• YOUR GOAL:
Below are some entries. Repeat exactly the lines from the one with "fn sinc_params() ->" through the one with "let (_nbr_in, nbr_out) = resampler", and only those.

______________________________

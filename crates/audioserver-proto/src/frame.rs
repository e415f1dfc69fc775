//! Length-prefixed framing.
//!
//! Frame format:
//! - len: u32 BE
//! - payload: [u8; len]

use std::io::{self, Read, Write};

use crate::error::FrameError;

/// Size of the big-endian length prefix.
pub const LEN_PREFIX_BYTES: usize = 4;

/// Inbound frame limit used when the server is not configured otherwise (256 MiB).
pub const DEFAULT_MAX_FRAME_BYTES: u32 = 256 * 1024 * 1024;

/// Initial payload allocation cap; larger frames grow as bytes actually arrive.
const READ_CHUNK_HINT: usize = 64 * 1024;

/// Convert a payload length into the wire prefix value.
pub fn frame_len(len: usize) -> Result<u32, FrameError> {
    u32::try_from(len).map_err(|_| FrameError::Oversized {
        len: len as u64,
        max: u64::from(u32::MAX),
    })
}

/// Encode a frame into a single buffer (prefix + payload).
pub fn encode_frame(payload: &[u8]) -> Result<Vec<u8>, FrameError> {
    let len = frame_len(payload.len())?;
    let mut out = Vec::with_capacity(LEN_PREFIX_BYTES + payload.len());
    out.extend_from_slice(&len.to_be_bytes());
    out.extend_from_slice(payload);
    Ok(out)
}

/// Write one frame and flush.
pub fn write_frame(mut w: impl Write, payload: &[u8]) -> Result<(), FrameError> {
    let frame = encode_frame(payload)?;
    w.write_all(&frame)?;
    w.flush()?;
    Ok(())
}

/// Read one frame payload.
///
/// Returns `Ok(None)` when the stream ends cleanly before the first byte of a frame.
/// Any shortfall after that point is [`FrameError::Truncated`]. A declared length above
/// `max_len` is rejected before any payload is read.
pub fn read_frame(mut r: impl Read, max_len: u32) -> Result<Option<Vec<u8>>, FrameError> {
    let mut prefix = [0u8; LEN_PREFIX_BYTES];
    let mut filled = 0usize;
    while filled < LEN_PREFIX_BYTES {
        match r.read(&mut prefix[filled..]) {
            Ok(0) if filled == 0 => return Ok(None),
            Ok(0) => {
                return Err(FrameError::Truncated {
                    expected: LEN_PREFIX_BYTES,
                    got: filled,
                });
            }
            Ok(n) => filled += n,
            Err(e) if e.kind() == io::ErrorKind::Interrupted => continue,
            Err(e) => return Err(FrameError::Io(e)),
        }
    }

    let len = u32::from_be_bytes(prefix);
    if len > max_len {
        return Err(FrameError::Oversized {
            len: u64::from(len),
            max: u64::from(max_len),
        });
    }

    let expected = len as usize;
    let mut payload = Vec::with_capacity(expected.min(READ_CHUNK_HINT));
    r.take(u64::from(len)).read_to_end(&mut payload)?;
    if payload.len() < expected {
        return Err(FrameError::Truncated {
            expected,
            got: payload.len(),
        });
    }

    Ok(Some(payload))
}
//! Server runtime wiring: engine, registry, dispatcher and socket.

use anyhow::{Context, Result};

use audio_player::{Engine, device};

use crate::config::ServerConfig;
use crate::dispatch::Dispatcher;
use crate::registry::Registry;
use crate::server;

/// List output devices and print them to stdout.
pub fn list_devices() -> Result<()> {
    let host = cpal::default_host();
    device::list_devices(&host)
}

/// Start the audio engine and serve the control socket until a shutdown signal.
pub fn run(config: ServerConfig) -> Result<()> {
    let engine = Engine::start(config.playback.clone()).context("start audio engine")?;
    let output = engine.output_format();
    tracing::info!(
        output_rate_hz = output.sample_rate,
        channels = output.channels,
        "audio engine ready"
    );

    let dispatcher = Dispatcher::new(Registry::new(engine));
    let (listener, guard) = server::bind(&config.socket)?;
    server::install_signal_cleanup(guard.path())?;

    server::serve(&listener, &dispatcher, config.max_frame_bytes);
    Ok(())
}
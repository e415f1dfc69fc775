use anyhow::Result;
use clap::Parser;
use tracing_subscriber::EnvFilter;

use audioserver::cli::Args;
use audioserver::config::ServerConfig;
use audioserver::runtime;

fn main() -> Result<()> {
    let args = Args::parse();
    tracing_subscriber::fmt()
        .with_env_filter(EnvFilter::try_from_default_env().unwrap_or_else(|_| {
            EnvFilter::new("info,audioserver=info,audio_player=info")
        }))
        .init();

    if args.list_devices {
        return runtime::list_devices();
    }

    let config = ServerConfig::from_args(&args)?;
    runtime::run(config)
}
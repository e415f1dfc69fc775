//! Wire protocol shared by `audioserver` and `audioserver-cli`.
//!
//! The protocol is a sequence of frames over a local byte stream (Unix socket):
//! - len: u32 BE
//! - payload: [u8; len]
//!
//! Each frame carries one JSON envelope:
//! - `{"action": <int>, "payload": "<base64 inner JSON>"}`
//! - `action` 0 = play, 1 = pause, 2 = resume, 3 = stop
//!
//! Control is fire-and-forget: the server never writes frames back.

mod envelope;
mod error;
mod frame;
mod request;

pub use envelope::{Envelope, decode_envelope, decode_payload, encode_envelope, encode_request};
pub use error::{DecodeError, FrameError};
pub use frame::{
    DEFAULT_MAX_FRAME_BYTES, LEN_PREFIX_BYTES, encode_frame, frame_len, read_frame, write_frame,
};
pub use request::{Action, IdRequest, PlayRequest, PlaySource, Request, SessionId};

______________________________

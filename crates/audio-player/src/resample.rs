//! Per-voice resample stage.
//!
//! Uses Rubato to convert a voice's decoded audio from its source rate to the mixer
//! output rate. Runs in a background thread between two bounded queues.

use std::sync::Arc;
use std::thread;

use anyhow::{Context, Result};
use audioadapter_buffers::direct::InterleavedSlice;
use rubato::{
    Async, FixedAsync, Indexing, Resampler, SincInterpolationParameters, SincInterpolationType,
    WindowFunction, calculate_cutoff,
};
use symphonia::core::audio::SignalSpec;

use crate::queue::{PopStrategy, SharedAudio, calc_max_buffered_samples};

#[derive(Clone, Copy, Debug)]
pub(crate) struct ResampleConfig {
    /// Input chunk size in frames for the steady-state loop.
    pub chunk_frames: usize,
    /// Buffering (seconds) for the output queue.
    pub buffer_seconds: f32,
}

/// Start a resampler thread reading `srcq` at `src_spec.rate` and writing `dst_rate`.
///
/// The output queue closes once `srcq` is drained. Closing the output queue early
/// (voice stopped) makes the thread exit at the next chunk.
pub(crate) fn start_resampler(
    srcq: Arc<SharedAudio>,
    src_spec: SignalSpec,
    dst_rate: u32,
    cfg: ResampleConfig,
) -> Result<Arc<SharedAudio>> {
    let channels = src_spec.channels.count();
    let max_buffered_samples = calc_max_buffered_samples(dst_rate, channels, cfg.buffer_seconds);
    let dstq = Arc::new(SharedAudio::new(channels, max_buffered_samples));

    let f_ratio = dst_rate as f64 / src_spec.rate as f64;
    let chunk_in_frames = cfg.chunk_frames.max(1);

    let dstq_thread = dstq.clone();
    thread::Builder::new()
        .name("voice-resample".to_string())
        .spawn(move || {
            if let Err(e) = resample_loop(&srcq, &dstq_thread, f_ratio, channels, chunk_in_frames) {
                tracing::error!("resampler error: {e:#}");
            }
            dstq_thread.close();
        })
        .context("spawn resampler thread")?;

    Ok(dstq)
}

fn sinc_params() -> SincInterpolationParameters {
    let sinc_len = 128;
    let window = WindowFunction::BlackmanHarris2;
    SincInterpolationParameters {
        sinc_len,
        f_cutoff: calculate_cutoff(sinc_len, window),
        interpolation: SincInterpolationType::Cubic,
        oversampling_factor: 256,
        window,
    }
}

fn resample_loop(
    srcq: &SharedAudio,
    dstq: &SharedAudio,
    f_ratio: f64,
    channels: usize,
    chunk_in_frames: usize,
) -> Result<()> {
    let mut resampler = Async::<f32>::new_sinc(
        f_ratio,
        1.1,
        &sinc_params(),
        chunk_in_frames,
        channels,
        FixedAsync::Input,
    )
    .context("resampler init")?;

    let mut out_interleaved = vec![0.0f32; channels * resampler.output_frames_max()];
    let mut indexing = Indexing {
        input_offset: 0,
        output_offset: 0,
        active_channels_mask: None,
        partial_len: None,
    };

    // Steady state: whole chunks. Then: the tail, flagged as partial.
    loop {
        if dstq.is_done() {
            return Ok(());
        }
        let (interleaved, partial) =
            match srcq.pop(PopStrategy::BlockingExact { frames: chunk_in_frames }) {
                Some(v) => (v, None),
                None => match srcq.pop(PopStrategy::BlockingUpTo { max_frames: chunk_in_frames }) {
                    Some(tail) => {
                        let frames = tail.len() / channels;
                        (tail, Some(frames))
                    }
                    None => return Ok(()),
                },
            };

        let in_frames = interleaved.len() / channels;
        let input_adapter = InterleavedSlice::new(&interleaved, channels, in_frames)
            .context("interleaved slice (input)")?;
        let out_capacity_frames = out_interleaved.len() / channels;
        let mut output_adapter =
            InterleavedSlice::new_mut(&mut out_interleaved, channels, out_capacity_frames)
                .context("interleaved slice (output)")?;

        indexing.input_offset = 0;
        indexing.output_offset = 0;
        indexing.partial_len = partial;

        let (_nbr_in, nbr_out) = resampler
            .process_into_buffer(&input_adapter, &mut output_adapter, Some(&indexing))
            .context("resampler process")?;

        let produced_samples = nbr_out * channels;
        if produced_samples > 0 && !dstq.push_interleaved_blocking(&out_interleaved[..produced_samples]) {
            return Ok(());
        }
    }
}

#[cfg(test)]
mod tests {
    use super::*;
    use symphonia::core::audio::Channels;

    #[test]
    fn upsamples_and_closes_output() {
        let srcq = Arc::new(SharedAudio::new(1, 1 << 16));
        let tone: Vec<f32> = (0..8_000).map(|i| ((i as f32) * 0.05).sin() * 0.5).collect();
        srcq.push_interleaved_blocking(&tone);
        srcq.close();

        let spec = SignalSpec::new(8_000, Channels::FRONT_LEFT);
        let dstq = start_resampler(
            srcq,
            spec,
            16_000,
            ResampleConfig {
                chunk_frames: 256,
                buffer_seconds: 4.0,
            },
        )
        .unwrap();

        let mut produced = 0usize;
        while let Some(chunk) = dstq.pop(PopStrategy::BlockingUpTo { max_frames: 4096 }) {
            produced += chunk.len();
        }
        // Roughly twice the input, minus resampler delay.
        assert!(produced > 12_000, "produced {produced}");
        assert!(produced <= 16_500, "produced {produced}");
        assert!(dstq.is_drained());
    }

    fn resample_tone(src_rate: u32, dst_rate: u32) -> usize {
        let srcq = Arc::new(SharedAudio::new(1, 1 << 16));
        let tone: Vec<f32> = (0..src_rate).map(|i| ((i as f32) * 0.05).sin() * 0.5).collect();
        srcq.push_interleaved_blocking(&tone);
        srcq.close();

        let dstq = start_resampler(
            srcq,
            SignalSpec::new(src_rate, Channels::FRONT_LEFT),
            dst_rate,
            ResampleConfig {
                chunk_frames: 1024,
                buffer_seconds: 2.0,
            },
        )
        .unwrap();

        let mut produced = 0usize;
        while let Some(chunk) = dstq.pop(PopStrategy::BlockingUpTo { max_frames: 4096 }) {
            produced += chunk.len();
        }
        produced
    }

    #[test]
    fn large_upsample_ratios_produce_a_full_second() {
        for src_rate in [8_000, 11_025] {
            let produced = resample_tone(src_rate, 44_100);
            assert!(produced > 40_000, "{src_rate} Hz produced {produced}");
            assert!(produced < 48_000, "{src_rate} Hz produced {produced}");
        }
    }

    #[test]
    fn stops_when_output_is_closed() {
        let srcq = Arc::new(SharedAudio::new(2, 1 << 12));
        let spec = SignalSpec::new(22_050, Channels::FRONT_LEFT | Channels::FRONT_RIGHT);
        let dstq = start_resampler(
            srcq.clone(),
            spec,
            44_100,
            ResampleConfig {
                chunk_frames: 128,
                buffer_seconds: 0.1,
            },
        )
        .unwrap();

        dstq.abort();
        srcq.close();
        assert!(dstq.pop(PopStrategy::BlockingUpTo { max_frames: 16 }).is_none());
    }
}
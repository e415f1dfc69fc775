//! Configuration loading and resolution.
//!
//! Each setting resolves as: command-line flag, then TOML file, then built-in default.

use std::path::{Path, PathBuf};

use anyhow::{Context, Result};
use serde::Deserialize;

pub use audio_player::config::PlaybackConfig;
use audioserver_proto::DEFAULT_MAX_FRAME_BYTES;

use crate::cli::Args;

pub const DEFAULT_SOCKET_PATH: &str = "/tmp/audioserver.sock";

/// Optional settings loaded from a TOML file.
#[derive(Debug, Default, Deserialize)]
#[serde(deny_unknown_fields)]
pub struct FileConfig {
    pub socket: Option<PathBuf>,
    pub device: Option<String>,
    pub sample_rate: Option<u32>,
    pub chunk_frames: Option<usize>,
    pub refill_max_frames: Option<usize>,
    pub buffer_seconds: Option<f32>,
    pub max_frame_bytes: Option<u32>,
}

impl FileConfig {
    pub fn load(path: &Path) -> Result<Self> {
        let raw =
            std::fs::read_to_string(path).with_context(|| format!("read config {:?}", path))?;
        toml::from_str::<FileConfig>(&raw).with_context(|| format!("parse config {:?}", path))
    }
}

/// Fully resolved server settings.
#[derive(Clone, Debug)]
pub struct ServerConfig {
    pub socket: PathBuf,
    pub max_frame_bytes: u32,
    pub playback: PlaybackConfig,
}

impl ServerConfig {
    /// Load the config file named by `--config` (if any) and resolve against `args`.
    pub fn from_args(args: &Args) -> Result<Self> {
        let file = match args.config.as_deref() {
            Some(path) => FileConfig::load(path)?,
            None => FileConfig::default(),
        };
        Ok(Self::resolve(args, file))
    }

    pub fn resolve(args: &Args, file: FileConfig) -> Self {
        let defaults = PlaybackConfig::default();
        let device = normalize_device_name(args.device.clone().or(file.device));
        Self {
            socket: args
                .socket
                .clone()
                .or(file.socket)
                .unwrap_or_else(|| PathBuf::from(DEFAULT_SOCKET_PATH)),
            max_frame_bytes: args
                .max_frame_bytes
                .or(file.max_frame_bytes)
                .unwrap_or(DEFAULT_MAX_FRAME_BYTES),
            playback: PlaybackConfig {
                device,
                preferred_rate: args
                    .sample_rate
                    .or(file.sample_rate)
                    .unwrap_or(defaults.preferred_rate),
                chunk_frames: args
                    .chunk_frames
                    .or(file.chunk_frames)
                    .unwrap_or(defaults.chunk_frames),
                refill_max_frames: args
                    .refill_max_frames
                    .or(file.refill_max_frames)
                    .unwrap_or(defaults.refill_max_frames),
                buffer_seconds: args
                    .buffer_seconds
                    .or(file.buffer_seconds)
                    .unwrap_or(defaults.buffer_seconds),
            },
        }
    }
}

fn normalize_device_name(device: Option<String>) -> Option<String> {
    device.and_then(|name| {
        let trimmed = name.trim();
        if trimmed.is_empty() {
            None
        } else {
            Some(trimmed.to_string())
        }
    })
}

______________________________

• RESULT OF THE EXERCISE:
fn sinc_params() -> SincInterpolationParameters {
    let sinc_len = 128;
    let window = WindowFunction::BlackmanHarris2;
    SincInterpolationParameters {
        sinc_len,
        f_cutoff: calculate_cutoff(sinc_len, window),
        interpolation: SincInterpolationType::Cubic,
        oversampling_factor: 256,
        window,
    }
}

fn resample_loop(
    srcq: &SharedAudio,
    dstq: &SharedAudio,
    f_ratio: f64,
    channels: usize,
    chunk_in_frames: usize,
) -> Result<()> {
    let mut resampler = Async::<f32>::new_sinc(
        f_ratio,
        1.1,
        &sinc_params(),
        chunk_in_frames,
        channels,
        FixedAsync::Input,
    )
    .context("resampler init")?;

    let mut out_interleaved = vec![0.0f32; channels * resampler.output_frames_max()];
    let mut indexing = Indexing {
        input_offset: 0,
        output_offset: 0,
        active_channels_mask: None,
        partial_len: None,
    };

    // Steady state: whole chunks. Then: the tail, flagged as partial.
    loop {
        if dstq.is_done() {
            return Ok(());
        }
        let (interleaved, partial) =
            match srcq.pop(PopStrategy::BlockingExact { frames: chunk_in_frames }) {
                Some(v) => (v, None),
                None => match srcq.pop(PopStrategy::BlockingUpTo { max_frames: chunk_in_frames }) {
                    Some(tail) => {
                        let frames = tail.len() / channels;
                        (tail, Some(frames))
                    }
                    None => return Ok(()),
                },
            };

        let in_frames = interleaved.len() / channels;
        let input_adapter = InterleavedSlice::new(&interleaved, channels, in_frames)
            .context("interleaved slice (input)")?;
        let out_capacity_frames = out_interleaved.len() / channels;
        let mut output_adapter =
            InterleavedSlice::new_mut(&mut out_interleaved, channels, out_capacity_frames)
                .context("interleaved slice (output)")?;

        indexing.input_offset = 0;
        indexing.output_offset = 0;
        indexing.partial_len = partial;

        let (_nbr_in, nbr_out) = resampler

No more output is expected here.